HANDLING DATA HAZARDS & CONTROL HAZARDS
Hazards: Prevent the next instruction in the instruction stream from executing during its designated clock cycle.
Hazards reduce the performance from the ideal speedup gained by pipelining.
3 classes of hazards:
Structural hazards: arise from resource conflicts when the hardware cannot support all possible combinations of instructions simultaneously in overlapped execution.
Data hazards: arise when an instruction depends on the results of a previous instruction in a way that is exposed by the overlapping of instructions in the pipeline.
Control hazards: arise from the pipelining of branches and other instructions that change the PC.
Performance of Pipelines with Stalls
A stall causes the pipeline performance to degrade from the ideal performance.
Speedup from pipelining = [ 1/ (1+ pipeline stall cycles per instruction) ] Pipeline
When a processor is pipelined, the overlapped execution of instructions requires pipelining of functional units and duplication of resources to allow all possible combinations of instructions in the pipeline.
If some combination of instructions cannot be accommodated because of resource conflicts, the processor is said to have a structural hazard.
When functional unit is not fully pipelined, Then a sequence of instructions using that unpipelined unit cannot proceed at the rate of one per clock cycle.
when some resource has not been duplicated enough to allow all combinations of instructions in the pipeline to execute.
To Resolve this hazard,
Stall the the pipeline for 1 clock cycle when the data memory access occurs. A stall is commonly called a pipeline bubble or just bubble, since it floats through the pipeline taking space but carrying no useful work.
A major effect of pipelining is to change the relative timing of instructions by overlapping their execution. This overlap introduces data and control hazards.
Data hazards occur when the pipeline changes the order of read/write accesses to operands so that the order differs from the order seen by sequentially executing instructions on an unpipelined processor.
Minimizing Data Hazard Stalls by Forwarding
The problem solved with a simple hardware technique called forwarding (also called bypassing and sometimes short-circuiting). Forwards works as:
The ALU result from both the EX/MEM and MEM/WB pipeline registers is always fed back to the ALU inputs.
If the forwarding hardware detects that the previous ALU operation has written the register corresponding to a source for the current ALU operation, control logic selects the forwarded result as the ALU input rather than the value read from the register file.

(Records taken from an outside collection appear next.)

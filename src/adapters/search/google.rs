//! Google Custom Search client.
//!
//! Each hit's page is fetched and reduced to plain text. When the page cannot be fetched, or
//! yields no text, the search snippet stands in for it.

use async_trait::async_trait;
use futures::future::join_all;
use governor::{DefaultDirectRateLimiter, Quota, RateLimiter};
use regex::Regex;
use reqwest::{header, Client};
use serde::Deserialize;
use std::num::NonZeroU32;
use std::sync::LazyLock;
use std::time::Duration;
use tracing::{debug, instrument};

use crate::adapters::llm::{classify_status, classify_transport_error};
use crate::domain::errors::CollaboratorError;
use crate::domain::models::{SearchConfig, SearchHit};
use crate::domain::ports::SearchProvider;

const USER_AGENT: &str = concat!("sleuth/", env!("CARGO_PKG_VERSION"));

#[derive(Debug, Deserialize)]
struct SearchResponse {
    #[serde(default)]
    items: Vec<SearchItem>,
}

#[derive(Debug, Deserialize)]
struct SearchItem {
    #[serde(default)]
    title: String,
    #[serde(default)]
    link: String,
    #[serde(default)]
    snippet: String,
}

/// `SearchProvider` backed by the Custom Search JSON API.
pub struct GoogleSearchProvider {
    config: SearchConfig,
    api_key: String,
    engine_id: String,
    http: Client,
    page_http: Client,
    limiter: DefaultDirectRateLimiter,
}

impl GoogleSearchProvider {
    /// Fails with `Rejected` when the API key or engine id is missing.
    pub fn new(config: &SearchConfig) -> Result<Self, CollaboratorError> {
        let api_key = config.resolved_api_key().ok_or_else(|| {
            CollaboratorError::Rejected(
                "No Google API key: set search.api_key or GOOGLE_API_KEY".to_string(),
            )
        })?;
        let engine_id = config.resolved_engine_id().ok_or_else(|| {
            CollaboratorError::Rejected(
                "No search engine id: set search.engine_id or GOOGLE_CX".to_string(),
            )
        })?;

        let build = |timeout_secs: u64| {
            Client::builder()
                .user_agent(USER_AGENT)
                .timeout(Duration::from_secs(timeout_secs))
                .build()
                .map_err(|e| {
                    CollaboratorError::Rejected(format!("Failed to create HTTP client: {e}"))
                })
        };

        let rps = NonZeroU32::new(config.requests_per_second).unwrap_or(NonZeroU32::MIN);

        Ok(Self {
            config: config.clone(),
            api_key,
            engine_id,
            http: build(30)?,
            page_http: build(config.page_timeout_secs)?,
            limiter: RateLimiter::direct(Quota::per_second(rps)),
        })
    }

    async fn query_api(&self, query: &str) -> Result<Vec<SearchItem>, CollaboratorError> {
        self.limiter.until_ready().await;

        let num = self.config.results_per_query.to_string();
        let response = self
            .http
            .get(format!(
                "{}/customsearch/v1",
                self.config.base_url.trim_end_matches('/')
            ))
            .query(&[
                ("key", self.api_key.as_str()),
                ("cx", self.engine_id.as_str()),
                ("q", query),
                ("num", num.as_str()),
            ])
            .send()
            .await
            .map_err(classify_transport_error)?;

        let status = response.status();
        if !status.is_success() {
            let body = response.text().await.unwrap_or_default();
            return Err(classify_status(status, &body));
        }

        let parsed: SearchResponse = response.json().await.map_err(|e| {
            CollaboratorError::MalformedOutput(format!(
                "Failed to parse search response: {}",
                e.without_url()
            ))
        })?;
        Ok(parsed.items)
    }

    /// Page text, or `None` when the page is unreachable or has no readable text.
    async fn fetch_page_text(&self, url: &str) -> Option<String> {
        let response = match self.page_http.get(url).send().await {
            Ok(response) if response.status().is_success() => response,
            Ok(response) => {
                debug!(url, status = response.status().as_u16(), "Page fetch refused");
                return None;
            }
            Err(e) => {
                debug!(url, error = %e.without_url(), "Page fetch failed");
                return None;
            }
        };

        let is_html = response
            .headers()
            .get(header::CONTENT_TYPE)
            .and_then(|v| v.to_str().ok())
            .is_none_or(|v| v.contains("html") || v.starts_with("text/"));
        if !is_html {
            return None;
        }

        let body = response.text().await.ok()?;
        let text = html_to_text(&body);
        (!text.is_empty()).then_some(text)
    }

    async fn to_hit(&self, item: SearchItem) -> SearchHit {
        let page_text = if self.config.fetch_pages && !item.link.is_empty() {
            self.fetch_page_text(&item.link).await
        } else {
            None
        };
        let content = page_text.unwrap_or(item.snippet);
        SearchHit::new(
            item.title,
            item.link,
            truncate_chars(&content, self.config.max_content_chars),
        )
    }
}

#[async_trait]
impl SearchProvider for GoogleSearchProvider {
    #[instrument(skip(self))]
    async fn search(&self, query: &str) -> Result<Vec<SearchHit>, CollaboratorError> {
        let items = self.query_api(query).await?;
        debug!(hits = items.len(), "Search returned");
        Ok(join_all(items.into_iter().map(|item| self.to_hit(item))).await)
    }
}

static DROPPED_BLOCKS: LazyLock<Regex> = LazyLock::new(|| {
    Regex::new(r"(?is)<(script|style|noscript|head|svg)\b.*?</(script|style|noscript|head|svg)>")
        .expect("static pattern")
});
static COMMENTS: LazyLock<Regex> =
    LazyLock::new(|| Regex::new(r"(?s)<!--.*?-->").expect("static pattern"));
static BLOCK_BREAKS: LazyLock<Regex> = LazyLock::new(|| {
    Regex::new(r"(?i)<(br|/p|/div|/li|/h[1-6]|/tr|/section|/article)\b[^>]*>")
        .expect("static pattern")
});
static TAGS: LazyLock<Regex> = LazyLock::new(|| Regex::new(r"<[^>]*>").expect("static pattern"));
static NUMERIC_ENTITY: LazyLock<Regex> =
    LazyLock::new(|| Regex::new(r"&#(x[0-9a-fA-F]+|[0-9]+);").expect("static pattern"));

/// Reduce an HTML document to its readable text, one line per block.
pub fn html_to_text(html: &str) -> String {
    let without_blocks = DROPPED_BLOCKS.replace_all(html, " ");
    let without_comments = COMMENTS.replace_all(&without_blocks, " ");
    let with_breaks = BLOCK_BREAKS.replace_all(&without_comments, "\n");
    let stripped = TAGS.replace_all(&with_breaks, " ");
    let decoded = decode_entities(&stripped);

    decoded
        .lines()
        .map(|line| line.split_whitespace().collect::<Vec<_>>().join(" "))
        .filter(|line| !line.is_empty())
        .collect::<Vec<_>>()
        .join("\n")
}

fn decode_entities(text: &str) -> String {
    let numeric = NUMERIC_ENTITY.replace_all(text, |caps: &regex::Captures<'_>| {
        let code = &caps[1];
        let value = code
            .strip_prefix('x')
            .map_or_else(|| code.parse().ok(), |hex| u32::from_str_radix(hex, 16).ok());
        value
            .and_then(char::from_u32)
            .map_or_else(String::new, |c| c.to_string())
    });

    numeric
        .replace("&nbsp;", " ")
        .replace("&lt;", "<")
        .replace("&gt;", ">")
        .replace("&quot;", "\"")
        .replace("&#39;", "'")
        .replace("&apos;", "'")
        .replace("&amp;", "&")
}

/// Truncate to at most `max_chars` characters, never splitting a character.
pub fn truncate_chars(text: &str, max_chars: usize) -> String {
    match text.char_indices().nth(max_chars) {
        Some((byte_index, _)) => text[..byte_index].to_string(),
        None => text.to_string(),
    }
}

#[cfg(test)]
mod tests {
    use super::*;

    fn config(base_url: &str, fetch_pages: bool) -> SearchConfig {
        SearchConfig {
            api_key: Some("test-key".to_string()),
            engine_id: Some("test-cx".to_string()),
            base_url: base_url.to_string(),
            fetch_pages,
            max_content_chars: 40,
            ..SearchConfig::default()
        }
    }

    #[test]
    fn test_html_to_text_drops_scripts_and_tags() {
        let html = r#"<html><head><title>t</title></head><body>
            <script>var x = "<p>hidden</p>";</script>
            <style>.a { color: red }</style>
            <h1>Tokyo</h1><p>Population:&nbsp;14 million &amp; growing in Caf&#xE9; &#60;districts&#62;</p>
            <!-- comment --><div>Second   line</div></body></html>"#;

        let text = html_to_text(html);
        assert_eq!(text, "Tokyo\nPopulation: 14 million & growing in Caf\u{e9} <districts>\nSecond line");
    }

    #[test]
    fn test_truncate_respects_char_boundaries() {
        assert_eq!(truncate_chars("東京都の人口", 2), "東京");
        assert_eq!(truncate_chars("short", 10), "short");
    }

    #[test]
    fn test_missing_credentials_rejected() {
        temp_env::with_vars_unset(["GOOGLE_API_KEY", "GOOGLE_CX"], || {
            let result = GoogleSearchProvider::new(&SearchConfig::default());
            assert!(matches!(result, Err(CollaboratorError::Rejected(_))));
        });
    }

    #[tokio::test]
    async fn test_search_maps_items_and_uses_snippets() {
        let mut server = mockito::Server::new_async().await;
        let mock = server
            .mock("GET", "/customsearch/v1")
            .match_query(mockito::Matcher::AllOf(vec![
                mockito::Matcher::UrlEncoded("q".into(), "tokyo population".into()),
                mockito::Matcher::UrlEncoded("cx".into(), "test-cx".into()),
                mockito::Matcher::UrlEncoded("num".into(), "2".into()),
            ]))
            .with_status(200)
            .with_body(
                r#"{"items": [
                    {"title": "Tokyo", "link": "https://example.com/tokyo", "snippet": "About 14 million people live in Tokyo proper, the capital."}
                ]}"#,
            )
            .create_async()
            .await;

        let provider = GoogleSearchProvider::new(&config(&server.url(), false)).unwrap();
        let hits = provider.search("tokyo population").await.unwrap();

        mock.assert_async().await;
        assert_eq!(hits.len(), 1);
        assert_eq!(hits[0].url, "https://example.com/tokyo");
        assert_eq!(hits[0].content.chars().count(), 40);
    }

    #[tokio::test]
    async fn test_search_without_items_is_empty() {
        let mut server = mockito::Server::new_async().await;
        server
            .mock("GET", "/customsearch/v1")
            .match_query(mockito::Matcher::Any)
            .with_status(200)
            .with_body(r#"{"kind": "customsearch#search"}"#)
            .create_async()
            .await;

        let provider = GoogleSearchProvider::new(&config(&server.url(), false)).unwrap();
        assert!(provider.search("nothing").await.unwrap().is_empty());
    }

    #[tokio::test]
    async fn test_fetched_page_replaces_snippet() {
        let mut server = mockito::Server::new_async().await;
        let page_url = format!("{}/page", server.url());
        server
            .mock("GET", "/customsearch/v1")
            .match_query(mockito::Matcher::Any)
            .with_status(200)
            .with_body(
                serde_json::json!({
                    "items": [{"title": "Page", "link": page_url, "snippet": "snippet text"}]
                })
                .to_string(),
            )
            .create_async()
            .await;
        server
            .mock("GET", "/page")
            .with_status(200)
            .with_header("content-type", "text/html; charset=utf-8")
            .with_body("<html><body><p>Full page text</p></body></html>")
            .create_async()
            .await;

        let provider = GoogleSearchProvider::new(&config(&server.url(), true)).unwrap();
        let hits = provider.search("page").await.unwrap();
        assert_eq!(hits[0].content, "Full page text");
    }

    #[tokio::test]
    async fn test_unreachable_page_falls_back_to_snippet() {
        let mut server = mockito::Server::new_async().await;
        let page_url = format!("{}/gone", server.url());
        server
            .mock("GET", "/customsearch/v1")
            .match_query(mockito::Matcher::Any)
            .with_status(200)
            .with_body(
                serde_json::json!({
                    "items": [{"title": "Gone", "link": page_url, "snippet": "snippet text"}]
                })
                .to_string(),
            )
            .create_async()
            .await;
        server.mock("GET", "/gone").with_status(404).create_async().await;

        let provider = GoogleSearchProvider::new(&config(&server.url(), true)).unwrap();
        let hits = provider.search("gone").await.unwrap();
        assert_eq!(hits[0].content, "snippet text");
    }

    #[tokio::test]
    async fn test_quota_errors_are_classified() {
        let mut server = mockito::Server::new_async().await;
        server
            .mock("GET", "/customsearch/v1")
            .match_query(mockito::Matcher::UrlEncoded("q".into(), "limited".into()))
            .with_status(429)
            .with_body(r#"{"error": {"message": "Quota exceeded"}}"#)
            .create_async()
            .await;
        server
            .mock("GET", "/customsearch/v1")
            .match_query(mockito::Matcher::UrlEncoded("q".into(), "forbidden".into()))
            .with_status(403)
            .with_body(r#"{"error": {"message": "API key not valid"}}"#)
            .create_async()
            .await;

        let provider = GoogleSearchProvider::new(&config(&server.url(), false)).unwrap();
        assert!(provider.search("limited").await.unwrap_err().is_transient());
        assert!(matches!(
            provider.search("forbidden").await.unwrap_err(),
            CollaboratorError::Rejected(_)
        ));
    }
}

Data Hazards Requiring Stalls
The load instruction has a delay or latency that cannot be eliminated by forwarding alone. Instead, we need to add hardware, called a pipeline interlock, to preserve the correct execution pattern.
A pipeline interlock detects a hazard and stalls the pipeline until the hazard is cleared.
This pipeline interlock introduces a stall or bubble. The CPI for the stalled instruction increases by the length of the stall.
Control hazards can cause a greater performance loss for our MIPS pipeline . When a branch is executed, it may or may not change the PC to something other than its current value plus 4.
If a branch changes the PC to its target address, it is a taken branch; if it falls through, it is not taken, or untaken.
Reducing Pipeline Branch Penalties
Simplest scheme to handle branches is to freeze or flush the pipeline, holding or deleting any instructions after the branch until the branch destination is known.
A higher-performance, and only slightly more complex, scheme is to treat every branch as not taken, simply allowing the hardware to continue as if the branch were not executed. The complexity of this scheme arises from having to know when the state might be changed by an instruction and how to “back out” such a change.
In simple five-stage pipeline, this predicted-not-taken or predicted untaken scheme is implemented by continuing to fetch instructions as if the branch were a normal instruction.
The pipeline looks as if nothing out of the ordinary is happening.
If the branch is taken, however, we need to turn the fetched instruction into a no-op and restart the fetch at the target address.
An alternative scheme is to treat every branch as taken. As soon as the branch is decoded and the target address is computed, we assume the branch to be taken and begin fetching and executing at the targetPerformance of Branch Schemes
Pipeline speedup = Pipeline depth / [1+ Branch frequency × Branch penalty]
The branch frequency and branch penalty can have a component from both unconditional and conditional branches.